** What you have to do **
What is needed is an exact retyping of the records below, from the first line through the line that contains "and never mutated.".

Records for processing START

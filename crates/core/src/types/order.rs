//! The caller-supplied order description.

use rust_decimal::Decimal;
use serde::Serialize;

use super::email::Email;
use super::id::{CustomerGid, VariantGid};
use super::money::{CurrencyCode, round_money};

/// Title fragments that mark upstream display metadata rather than a discount.
const METADATA_MARKERS: &[&str] = &["Original Price", "<s>", "</s>", "\u{0336}"];

/// An abstract order, built once per invocation and never mutated.
#[derive(Debug, Clone, Default, PartialEq, Serialize)]
pub struct OrderDraft {
    /// Contact email for the order confirmation.
    pub email: Option<Email>,
    /// Existing customer to associate, plus display names.
    pub customer: Option<CustomerRef>,
    /// Ordered line items; identity is position.
    pub line_items: Vec<LineItem>,
    pub shipping_address: Option<Address>,
    pub billing_address: Option<Address>,
    pub note: Option<String>,
    /// Free-text shipping note, stored on the order as a metafield.
    pub shipping_note: Option<String>,
    pub tags: Vec<String>,
    pub note_attributes: Vec<NoteAttribute>,
    pub shipping: Option<ShippingCharge>,
    /// Order-level discounts.
    pub discounts: Vec<DiscountSpec>,
    /// Order-level tax lines.
    pub tax_lines: Vec<TaxLineSpec>,
    /// Total discount reported upstream, used when no explicit discount exists.
    pub total_discount: Option<Decimal>,
    pub subtotal: Option<Decimal>,
    /// Payments to record as transactions once the order exists.
    pub payments: Vec<Payment>,
    /// Leave the order unpaid instead of marking it paid.
    pub payment_pending: bool,
    /// Create the order directly even when the draft flow would do.
    pub create_direct: bool,
    pub currency: CurrencyCode,
}

impl OrderDraft {
    /// Order-level discounts that are real discounts.
    pub fn effective_discounts(&self) -> impl Iterator<Item = &DiscountSpec> {
        self.discounts.iter().filter(|d| !d.is_metadata())
    }

    /// Order-level tax lines that should be transmitted.
    pub fn used_tax_lines(&self) -> impl Iterator<Item = &TaxLineSpec> {
        self.tax_lines.iter().filter(|t| t.used)
    }

    /// Whether any line item carries its own used tax lines.
    #[must_use]
    pub fn has_item_tax_lines(&self) -> bool {
        self.line_items
            .iter()
            .any(|item| item.tax_lines.iter().any(|t| t.used))
    }

    /// Positive total discount, if any.
    #[must_use]
    pub fn positive_total_discount(&self) -> Option<Decimal> {
        self.total_discount.filter(|d| d.is_sign_positive() && !d.is_zero())
    }
}

/// A customer reference carried on the draft.
#[derive(Debug, Clone, Default, PartialEq, Eq, Serialize)]
pub struct CustomerRef {
    pub id: Option<CustomerGid>,
    pub first_name: Option<String>,
    pub last_name: Option<String>,
}

/// One ordered catalog variant.
#[derive(Debug, Clone, PartialEq, Serialize)]
pub struct LineItem {
    pub variant_id: VariantGid,
    /// Always at least 1.
    pub quantity: u32,
    /// Explicit selling price; wins over `origin_price`.
    pub price: Option<Decimal>,
    /// Pre-discount catalog price.
    pub origin_price: Option<Decimal>,
    pub title: Option<String>,
    pub taxable: bool,
    pub discounts: Vec<DiscountSpec>,
    pub tax_lines: Vec<TaxLineSpec>,
}

impl LineItem {
    /// A taxable line item with a price and no discounts or tax lines.
    #[must_use]
    pub fn new(variant_id: VariantGid, quantity: u32, price: Decimal) -> Self {
        Self {
            variant_id,
            quantity: quantity.max(1),
            price: Some(price),
            origin_price: None,
            title: None,
            taxable: true,
            discounts: Vec::new(),
            tax_lines: Vec::new(),
        }
    }

    /// Resolved pre-discount unit price: override, else origin, else zero.
    /// Never negative.
    #[must_use]
    pub fn unit_price(&self) -> Decimal {
        self.price
            .or(self.origin_price)
            .unwrap_or(Decimal::ZERO)
            .max(Decimal::ZERO)
    }

    /// Item discounts that are real discounts.
    pub fn effective_discounts(&self) -> impl Iterator<Item = &DiscountSpec> {
        self.discounts.iter().filter(|d| !d.is_metadata())
    }
}

/// Discount kind and value.
#[derive(Debug, Clone, Copy, PartialEq, Eq, Serialize)]
#[serde(tag = "type", content = "value", rename_all = "SCREAMING_SNAKE_CASE")]
pub enum DiscountValue {
    /// Percentage in `0..=100`, two decimals.
    Percentage(Decimal),
    /// Non-negative amount in the order currency, two decimals.
    FixedAmount(Decimal),
}

/// A titled discount at order or item level.
#[derive(Debug, Clone, PartialEq, Eq, Serialize)]
pub struct DiscountSpec {
    pub title: String,
    pub value: DiscountValue,
}

impl DiscountSpec {
    /// Create a percentage discount, rounded to two decimals and clamped to `0..=100`.
    #[must_use]
    pub fn percentage(title: impl Into<String>, percent: Decimal) -> Self {
        let percent = round_money(percent).clamp(Decimal::ZERO, Decimal::ONE_HUNDRED);
        Self {
            title: title.into(),
            value: DiscountValue::Percentage(percent),
        }
    }

    /// Create a fixed-amount discount, rounded to cents and clamped at zero.
    #[must_use]
    pub fn fixed_amount(title: impl Into<String>, amount: Decimal) -> Self {
        Self {
            title: title.into(),
            value: DiscountValue::FixedAmount(round_money(amount).max(Decimal::ZERO)),
        }
    }

    /// Whether the title marks upstream display metadata (strikethrough
    /// markup or an "Original Price" label) rather than a discount.
    #[must_use]
    pub fn is_metadata(&self) -> bool {
        METADATA_MARKERS.iter().any(|m| self.title.contains(m))
    }
}

/// A named tax charge.
#[derive(Debug, Clone, PartialEq, Eq, Serialize)]
pub struct TaxLineSpec {
    pub title: String,
    /// Proportion, e.g. `0.0825`.
    pub rate: Option<Decimal>,
    pub amount: Option<Decimal>,
    /// Unused lines are never transmitted.
    pub used: bool,
}

impl TaxLineSpec {
    /// A used tax line.
    #[must_use]
    pub fn new(title: impl Into<String>, rate: Option<Decimal>, amount: Option<Decimal>) -> Self {
        Self {
            title: title.into(),
            rate,
            amount,
            used: true,
        }
    }
}

/// Postal address in the shape shared by draft, GraphQL and REST payloads.
#[derive(Debug, Clone, Default, PartialEq, Eq, Serialize)]
pub struct Address {
    pub first_name: Option<String>,
    pub last_name: Option<String>,
    pub company: Option<String>,
    pub address1: Option<String>,
    pub address2: Option<String>,
    pub city: Option<String>,
    pub province: Option<String>,
    pub country: Option<String>,
    pub zip: Option<String>,
    pub phone: Option<String>,
}

/// Custom key/value attribute shown on the order.
#[derive(Debug, Clone, PartialEq, Eq, Serialize)]
pub struct NoteAttribute {
    pub name: String,
    pub value: String,
}

/// Shipping charged on the order.
#[derive(Debug, Clone, PartialEq, Eq, Serialize)]
pub struct ShippingCharge {
    pub title: String,
    pub price: Decimal,
}

/// A payment taken upstream, recorded as a transaction after creation.
#[derive(Debug, Clone, PartialEq, Eq, Serialize)]
pub struct Payment {
    pub code: Option<String>,
    pub name: Option<String>,
    pub amount: Decimal,
    pub currency: CurrencyCode,
}
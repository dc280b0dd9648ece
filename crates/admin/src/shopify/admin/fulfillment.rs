//! Fulfillment order lookups for the Admin API.

use orderline_core::FulfillmentOrderSummary;
use tracing::instrument;

use super::{
    AdminClient, AdminShopifyError, conversions::convert_fulfillment_orders,
    queries::GetFulfillmentOrders,
};

impl AdminClient {
    /// Get fulfillment orders for an order.
    ///
    /// Shopify routes new orders asynchronously, so this can be empty for a
    /// few seconds after creation.
    ///
    /// # Arguments
    ///
    /// * `order_id` - Shopify order ID
    ///
    /// # Errors
    ///
    /// Returns an error if the API request fails.
    #[instrument(skip(self), fields(order_id = %order_id))]
    pub async fn get_fulfillment_orders(
        &self,
        order_id: &str,
    ) -> Result<Vec<FulfillmentOrderSummary>, AdminShopifyError> {
        let variables = super::queries::get_fulfillment_orders::Variables {
            order_id: order_id.to_string(),
        };

        let response = self.execute::<GetFulfillmentOrders>(variables).await?;

        Ok(convert_fulfillment_orders(response.order))
    }
}
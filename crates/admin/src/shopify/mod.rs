//! Shopify Admin API client (HIGH PRIVILEGE).
//!
//! # Security
//!
//! **This module holds the Admin API access token.** The token can create,
//! edit and annotate orders, so it never appears in logs or `Debug` output.
//!
//! # Architecture
//!
//! - `graphql_client::GraphQLQuery` shapes every GraphQL request body
//! - REST is used where GraphQL cannot express the call (custom tax lines on
//!   direct orders, tax restoration, transactions, locations)
//! - Direct API calls to Shopify (no local state)
//!
//! # Example
//!
//! ```rust,ignore
//! use orderline_admin::shopify::AdminClient;
//!
//! let client = AdminClient::new(&config)?;
//!
//! // Read back an order
//! let summary = client.get_order_summary("gid://shopify/Order/123").await?;
//!
//! // Look up fulfillment routing
//! let routing = client.get_fulfillment_orders("gid://shopify/Order/123").await?;
//! ```

mod admin;
pub mod types;

pub use admin::{AdminClient, queries};
pub use types::*;

use serde::Deserialize;
use thiserror::Error;

/// Errors that can occur when interacting with Shopify Admin API.
#[derive(Debug, Error)]
pub enum AdminShopifyError {
    /// HTTP request failed.
    #[error("HTTP error: {0}")]
    Http(#[from] reqwest::Error),

    /// Shopify answered with a non-success status.
    #[error("HTTP {status}: {body}")]
    Status {
        /// Response status code.
        status: u16,
        /// Response body, as returned.
        body: String,
    },

    /// GraphQL query returned errors.
    #[error("GraphQL errors: {}", format_graphql_errors(.0))]
    GraphQL(Vec<GraphQLError>),

    /// JSON parsing failed.
    #[error("JSON parse error: {0}")]
    Parse(#[from] serde_json::Error),

    /// Resource not found.
    #[error("Not found: {0}")]
    NotFound(String),

    /// Rate limited by Shopify.
    #[error("Rate limited, retry after {0} seconds")]
    RateLimited(u64),

    /// Authentication/authorization failed.
    #[error("Unauthorized: {0}")]
    Unauthorized(String),

    /// User error from mutation (e.g., invalid input).
    #[error("User error: {0}")]
    UserError(String),

    /// The response parsed but lacked something the call depends on.
    #[error("Unexpected response: {0}")]
    UnexpectedResponse(String),
}

impl AdminShopifyError {
    /// Build the error a mutation reports when its payload is missing.
    #[must_use]
    pub fn missing_payload(message: &str) -> Self {
        Self::GraphQL(vec![GraphQLError {
            message: message.to_string(),
            locations: vec![],
            path: vec![],
        }])
    }
}

/// A GraphQL error returned by the Shopify Admin API.
#[derive(Debug, Clone)]
pub struct GraphQLError {
    /// Error message.
    pub message: String,
    /// Source locations in the query.
    pub locations: Vec<GraphQLErrorLocation>,
    /// Path to the error in the response.
    pub path: Vec<serde_json::Value>,
}

/// Location in a GraphQL query where an error occurred.
#[derive(Debug, Clone)]
pub struct GraphQLErrorLocation {
    /// Line number (1-indexed).
    pub line: i64,
    /// Column number (1-indexed).
    pub column: i64,
}

/// A `userErrors` entry from a mutation payload.
#[derive(Debug, Clone, Deserialize)]
pub struct UserError {
    /// Path to the offending input field.
    pub field: Option<Vec<String>>,
    /// Human-readable message.
    pub message: String,
    /// Machine-readable code, on the mutations that expose one.
    #[serde(default)]
    pub code: Option<String>,
}

/// Fail with `UserError` when a mutation reported any `userErrors`.
///
/// Entries are rendered as `field.path: message` and joined with `"; "`.
///
/// # Errors
///
/// Returns `AdminShopifyError::UserError` if `user_errors` is non-empty.
pub fn check_user_errors(user_errors: &[UserError]) -> Result<(), AdminShopifyError> {
    if user_errors.is_empty() {
        return Ok(());
    }
    let error_messages: Vec<String> = user_errors
        .iter()
        .map(|e| {
            let field = e.field.as_ref().map_or_else(String::new, |f| f.join("."));
            format!("{}: {}", field, e.message)
        })
        .collect();
    Err(AdminShopifyError::UserError(error_messages.join("; ")))
}

fn format_graphql_errors(errors: &[GraphQLError]) -> String {
    errors
        .iter()
        .map(|e| e.message.clone())
        .collect::<Vec<_>>()
        .join("; ")
}
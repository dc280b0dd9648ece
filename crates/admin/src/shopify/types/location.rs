//! Location domain types.

use serde::{Deserialize, Serialize};

/// A shop location, as listed by `GET /locations.json`.
#[derive(Debug, Clone, PartialEq, Eq, Serialize, Deserialize)]
pub struct Location {
    /// Numeric location ID.
    pub id: u64,
    /// Location name.
    pub name: String,
    /// Whether the location can fulfill orders.
    #[serde(default)]
    pub active: bool,
    #[serde(default)]
    pub address1: Option<String>,
    #[serde(default)]
    pub city: Option<String>,
    #[serde(default)]
    pub country_code: Option<String>,
}

impl Location {
    /// One-line description for listings.
    #[must_use]
    pub fn describe(&self) -> String {
        let place = [self.city.as_deref(), self.country_code.as_deref()]
            .into_iter()
            .flatten()
            .collect::<Vec<_>>()
            .join(", ");
        let status = if self.active { "active" } else { "inactive" };
        if place.is_empty() {
            format!("{} ({}) [{status}]", self.name, self.id)
        } else {
            format!("{} ({}) - {place} [{status}]", self.name, self.id)
        }
    }
}
//! Shop configuration loaded from environment variables.
//!
//! # Environment Variables
//!
//! ## Required
//! - `SHOPIFY_SHOP_DOMAIN` - Shop domain (e.g., my-shop.myshopify.com)
//! - `SHOPIFY_API_SECRET` - Admin API access token (HIGH PRIVILEGE)
//!
//! ## Optional
//! - `SHOPIFY_API_VERSION` - API version (default: 2025-10)
//! - `SHOPIFY_HTTP_TIMEOUT_SECS` - Per-request timeout (default: 30)
//! - `ORDERLINE_METAFIELD_NAMESPACE` - Namespace for the shipping-note metafield (default: orderline)
//! - `ORDERLINE_FULFILLMENT_ATTEMPTS` - Fulfillment-order lookup attempts (default: 5)
//! - `ORDERLINE_FULFILLMENT_DELAY_MS` - Delay before the first lookup retry (default: 3000)

use std::collections::HashMap;
use std::time::Duration;

use secrecy::SecretString;
use thiserror::Error;

use crate::retry::RetryPolicy;

const DEFAULT_API_VERSION: &str = "2025-10";
const DEFAULT_TIMEOUT_SECS: u64 = 30;
/// Metafield namespace used when none is configured.
pub const DEFAULT_METAFIELD_NAMESPACE: &str = "orderline";
const MIN_ENTROPY_BITS_PER_CHAR: f64 = 3.3;

/// Blocklist of common placeholder patterns (case-insensitive)
const PLACEHOLDER_PATTERNS: &[&str] = &[
    "your-",
    "changeme",
    "replace",
    "placeholder",
    "example",
    "secret",
    "password",
    "xxx",
    "todo",
    "fixme",
    "insert",
    "enter-",
    "put-your",
    "add-your",
];

/// Configuration errors that can occur during loading.
#[derive(Debug, Error)]
pub enum ConfigError {
    #[error("Missing environment variable: {0}")]
    MissingEnvVar(String),
    #[error("Invalid environment variable {0}: {1}")]
    InvalidEnvVar(String, String),
    #[error("Insecure secret in {0}: {1}")]
    InsecureSecret(String, String),
}

/// Shopify shop configuration.
///
/// Implements `Debug` manually to redact the access token.
#[derive(Clone)]
pub struct ShopConfig {
    /// Shop domain without scheme (e.g., my-shop.myshopify.com)
    pub store: String,
    /// Admin API version (e.g., 2025-10)
    pub api_version: String,
    /// Admin API access token (HIGH PRIVILEGE - order write access)
    pub access_token: SecretString,
    /// Timeout applied to every HTTP request
    pub timeout: Duration,
    /// Namespace used for the shipping-note metafield
    pub metafield_namespace: String,
    /// Backoff for the post-creation fulfillment-order lookup
    pub fulfillment_retry: RetryPolicy,
}

impl std::fmt::Debug for ShopConfig {
    fn fmt(&self, f: &mut std::fmt::Formatter<'_>) -> std::fmt::Result {
        f.debug_struct("ShopConfig")
            .field("store", &self.store)
            .field("api_version", &self.api_version)
            .field("access_token", &"[REDACTED]")
            .field("timeout", &self.timeout)
            .field("metafield_namespace", &self.metafield_namespace)
            .field("fulfillment_retry", &self.fulfillment_retry)
            .finish()
    }
}

impl ShopConfig {
    /// Load configuration from environment variables.
    ///
    /// Calls `dotenvy::dotenv()` to load from `.env` file if present.
    ///
    /// # Errors
    ///
    /// Returns `ConfigError` if required variables are missing, invalid, or
    /// if the access token looks like a placeholder.
    pub fn from_env() -> Result<Self, ConfigError> {
        // Load .env file if present (ignore errors if not found)
        let _ = dotenvy::dotenv();

        let store = normalize_store(&get_required_env("SHOPIFY_SHOP_DOMAIN")?)?;
        let access_token = get_validated_secret("SHOPIFY_API_SECRET")?;
        let api_version = get_env_or_default("SHOPIFY_API_VERSION", DEFAULT_API_VERSION);
        let timeout_secs = parse_env("SHOPIFY_HTTP_TIMEOUT_SECS", DEFAULT_TIMEOUT_SECS)?;
        let metafield_namespace =
            get_env_or_default("ORDERLINE_METAFIELD_NAMESPACE", DEFAULT_METAFIELD_NAMESPACE);

        let defaults = RetryPolicy::default();
        let max_attempts = parse_env("ORDERLINE_FULFILLMENT_ATTEMPTS", defaults.max_attempts)?;
        if max_attempts == 0 {
            return Err(ConfigError::InvalidEnvVar(
                "ORDERLINE_FULFILLMENT_ATTEMPTS".to_string(),
                "must be at least 1".to_string(),
            ));
        }
        let delay_ms = parse_env(
            "ORDERLINE_FULFILLMENT_DELAY_MS",
            u64::try_from(defaults.initial_delay.as_millis()).unwrap_or(u64::MAX),
        )?;

        Ok(Self {
            store,
            api_version,
            access_token,
            timeout: Duration::from_secs(timeout_secs),
            metafield_namespace,
            fulfillment_retry: RetryPolicy {
                max_attempts,
                initial_delay: Duration::from_millis(delay_ms),
                ..defaults
            },
        })
    }

    /// Admin GraphQL endpoint for this shop.
    #[must_use]
    pub fn graphql_endpoint(&self) -> String {
        format!(
            "https://{}/admin/api/{}/graphql.json",
            self.store, self.api_version
        )
    }

    /// Admin REST base URL for this shop (no trailing slash).
    #[must_use]
    pub fn rest_base(&self) -> String {
        format!("https://{}/admin/api/{}", self.store, self.api_version)
    }
}

// =============================================================================
// Helper Functions
// =============================================================================

/// Get a required environment variable.
fn get_required_env(key: &str) -> Result<String, ConfigError> {
    std::env::var(key).map_err(|_| ConfigError::MissingEnvVar(key.to_string()))
}

/// Get an environment variable with a default value.
fn get_env_or_default(key: &str, default: &str) -> String {
    std::env::var(key).unwrap_or_else(|_| default.to_string())
}

/// Parse an optional environment variable, falling back to `default`.
fn parse_env<T>(key: &str, default: T) -> Result<T, ConfigError>
where
    T: std::str::FromStr,
    T::Err: std::fmt::Display,
{
    match std::env::var(key) {
        Ok(raw) => raw
            .trim()
            .parse()
            .map_err(|e: T::Err| ConfigError::InvalidEnvVar(key.to_string(), e.to_string())),
        Err(_) => Ok(default),
    }
}

/// Reduce a shop domain to its host: scheme and trailing slashes are dropped.
fn normalize_store(raw: &str) -> Result<String, ConfigError> {
    let trimmed = raw.trim();
    let with_scheme = if trimmed.contains("://") {
        trimmed.to_string()
    } else {
        format!("https://{trimmed}")
    };
    let parsed = url::Url::parse(&with_scheme).map_err(|e| {
        ConfigError::InvalidEnvVar("SHOPIFY_SHOP_DOMAIN".to_string(), e.to_string())
    })?;
    let host = parsed.host_str().ok_or_else(|| {
        ConfigError::InvalidEnvVar("SHOPIFY_SHOP_DOMAIN".to_string(), "missing host".to_string())
    })?;
    Ok(match parsed.port() {
        Some(port) => format!("{host}:{port}"),
        None => host.to_string(),
    })
}

/// Calculate Shannon entropy in bits per character.
fn shannon_entropy(s: &str) -> f64 {
    if s.is_empty() {
        return 0.0;
    }

    let mut freq: HashMap<char, usize> = HashMap::new();
    for c in s.chars() {
        *freq.entry(c).or_insert(0) += 1;
    }

    #[allow(clippy::cast_precision_loss)] // String length will never exceed f64 precision
    let len = s.len() as f64;
    freq.values()
        .map(|&count| {
            #[allow(clippy::cast_precision_loss)] // Character count will never exceed f64 precision
            let p = count as f64 / len;
            -p * p.log2()
        })
        .sum()
}

/// Validate that a secret is not a placeholder and has sufficient entropy.
fn validate_secret_strength(secret: &str, var_name: &str) -> Result<(), ConfigError> {
    let lower = secret.to_lowercase();

    for pattern in PLACEHOLDER_PATTERNS {
        if lower.contains(pattern) {
            return Err(ConfigError::InsecureSecret(
                var_name.to_string(),
                format!("appears to be a placeholder (contains '{pattern}')"),
            ));
        }
    }

    let entropy = shannon_entropy(secret);
    if entropy < MIN_ENTROPY_BITS_PER_CHAR {
        return Err(ConfigError::InsecureSecret(
            var_name.to_string(),
            format!(
                "entropy too low ({entropy:.2} bits/char, need >= {MIN_ENTROPY_BITS_PER_CHAR:.1}). Use the token issued by Shopify."
            ),
        ));
    }

    Ok(())
}

/// Load and validate a secret from environment.
fn get_validated_secret(key: &str) -> Result<SecretString, ConfigError> {
    let value = get_required_env(key)?;
    validate_secret_strength(&value, key)?;
    Ok(SecretString::from(value))
}

#[cfg(test)]
#[allow(clippy::unwrap_used)]
mod tests {
    use super::*;

    fn test_config() -> ShopConfig {
        ShopConfig {
            store: "test-shop.myshopify.com".to_string(),
            api_version: "2025-10".to_string(),
            access_token: SecretString::from("shpat_9f2c1b7e4d8a3f6e0b5c"),
            timeout: Duration::from_secs(30),
            metafield_namespace: "orderline".to_string(),
            fulfillment_retry: RetryPolicy::default(),
        }
    }

    #[test]
    fn test_shannon_entropy_empty() {
        assert!((shannon_entropy("") - 0.0).abs() < f64::EPSILON);
    }

    #[test]
    fn test_shannon_entropy_two_chars() {
        let entropy = shannon_entropy("ab");
        assert!((entropy - 1.0).abs() < 0.01);
    }

    #[test]
    fn test_validate_secret_strength_placeholder() {
        let result = validate_secret_strength("your-admin-token-here", "TEST_VAR");
        assert!(matches!(result, Err(ConfigError::InsecureSecret(_, _))));
    }

    #[test]
    fn test_validate_secret_strength_low_entropy() {
        let result = validate_secret_strength("aaaaaaaaaaaaaaaaaaaaaaaaaaaaaaaaa", "TEST_VAR");
        assert!(matches!(result, Err(ConfigError::InsecureSecret(_, _))));
    }

    #[test]
    fn test_validate_secret_strength_valid() {
        let result = validate_secret_strength("shpat_9f2c1b7e4d8a3f6e0b5c", "TEST_VAR");
        assert!(result.is_ok());
    }

    #[test]
    fn test_normalize_store() {
        assert_eq!(
            normalize_store("my-shop.myshopify.com").unwrap(),
            "my-shop.myshopify.com"
        );
        assert_eq!(
            normalize_store("https://my-shop.myshopify.com/").unwrap(),
            "my-shop.myshopify.com"
        );
        assert_eq!(
            normalize_store("  http://localhost:8080/  ").unwrap(),
            "localhost:8080"
        );
        assert!(normalize_store("").is_err());
    }

    #[test]
    fn test_endpoints() {
        let config = test_config();
        assert_eq!(
            config.graphql_endpoint(),
            "https://test-shop.myshopify.com/admin/api/2025-10/graphql.json"
        );
        assert_eq!(
            config.rest_base(),
            "https://test-shop.myshopify.com/admin/api/2025-10"
        );
    }

    #[test]
    fn test_shop_config_debug_redacts_secrets() {
        let debug_output = format!("{:?}", test_config());

        assert!(debug_output.contains("test-shop.myshopify.com"));
        assert!(debug_output.contains("2025-10"));
        assert!(debug_output.contains("[REDACTED]"));
        assert!(!debug_output.contains("shpat_9f2c1b7e4d8a3f6e0b5c"));
    }
}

Records for processing END

** Answer to this problem **
filename crates/core/src/types/order.rs
//! The caller-supplied order description.

use rust_decimal::Decimal;
use serde::Serialize;

use super::email::Email;
use super::id::{CustomerGid, VariantGid};
use super::money::{CurrencyCode, round_money};

/// Title fragments that mark upstream display metadata rather than a discount.
const METADATA_MARKERS: &[&str] = &["Original Price", "<s>", "</s>", "\u{0336}"];

/// An abstract order, built once per invocation and never mutated.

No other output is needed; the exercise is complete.